Can apply to: Research datasets and data publications
Metric definition: The number of times that a dataset or data publication have been included in the reference lists of published articles, books, conference proceedings, or other documents.
Metric calculation: Citations are typically counted if found in reference lists of scholarly works that conform to particular formatting standards (which vary by data provider; see Transparency section below).
Data sources: Dataset citations from Datacite, Google Scholar, and Web of Science; data publication citations from Crossref, Dimensions, Scopus, Google Scholar, and Web of Science
Appropriate use cases: Demonstrating the scholarly influence of data. Specifically, data citations should be used to understand how often research data has been reused in others’ studies, thereby indicating advancement of the field. Some fields (e.g.,crystallography and genomics) practice data citation at higher rates than others, and therefore evaluation of research from those fields may be more suitable scenarios for using data citations.
- Data citation is still relatively rarely practiced, with only half of journals providing instruction for how to cite data and more than 88% of all Data Citation Index records going uncited. 61% of articles in the social sciences fail to provide any type of citation to the dataset.
- Citations standards vary from one field to another, making it difficult to compare citation rates across disciplines. Disciplinary coverage in the Data Citation Index (as of 2017) is skewed, favoring the life sciences (48% of records) over the social sciences (20%), physical sciences (23%), arts & humanities (7%), and multidisciplinary research (2%).

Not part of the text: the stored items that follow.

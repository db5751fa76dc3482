use std::{path::PathBuf, process::ExitCode};

use argh::FromArgs;

use imgsim::imgproc::metrics::{self, SsimOptions};
use imgsim::io::functional as F;

#[derive(FromArgs, Debug)]
/// Compare two images and print their PSNR, SSIM and RMSE.
struct Args {
    /// path to the first image
    #[argh(positional)]
    image1: PathBuf,

    /// path to the second image
    #[argh(positional)]
    image2: PathBuf,

    /// use an 11x11 gaussian SSIM window instead of the 7x7 uniform one
    #[argh(switch, short = 'g')]
    gaussian_weights: bool,
}

fn run(args: &Args) -> Result<(), Box<dyn std::error::Error>> {
    // read the images
    let image1 = F::read_image_any_rgb8(&args.image1)?;
    let image2 = F::read_image_any_rgb8(&args.image2)?;

    log::info!(
        "comparing {} ({}) with {} ({})",
        args.image1.display(),
        image1.size(),
        args.image2.display(),
        image2.size()
    );

    let ssim_options = if args.gaussian_weights {
        SsimOptions::gaussian()
    } else {
        SsimOptions::default()
    };

    // psnr and mse on the color images, ssim and rmse on grayscale
    let report = metrics::evaluate_with_options(&image1, &image2, &ssim_options)?;
    log::debug!("mse: {:?}", report.mse);

    println!("PSNR: {:?}", report.psnr);
    println!("SSIM: {:?}", report.ssim);
    println!("rmse_value: {:?}", report.rmse);

    Ok(())
}

fn main() -> ExitCode {
    env_logger::init();

    let args: Args = argh::from_env();

    match run(&args) {
        Ok(()) => ExitCode::SUCCESS,
        Err(err) => {
            eprintln!("Error: {err}");
            ExitCode::FAILURE
        }
    }
}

- The availability of data should be taken into account when attempting to make comparisons for data citation rates against other data sets, as in some disciplines, open access data is cited at higher rates (up to 69% higher for cancer research).
Inappropriate use cases: Citation counts are a measure of impact and visibility but should not be interpreted as a direct measure of quality. Citation counts from datasets in different scientific disciplines should not be compared without normalization to account for disciplinary variance.
Transparency: Datacite offers a clear methodology for how the service tracks data citations, as well as an open Event Data API for finding data citations. The Data Citation Index is fully transparent regarding the data repositories it indexes, and has released guidelines explaining how Web of Science uses properly formed citations to datasets in order to calculate citations for the DCI. Google Scholar can index any content that conforms to their formatting guidelines, but is designed to primarily index journal articles, monographs, and other “print” outputs.
Timeframe: Datasets from any year can be referenced in scholarly literature. Data Citation Index includes citations to data from 1800 onwards, with 90% of data indexed since 2007 and 99% of data indexed since 1995.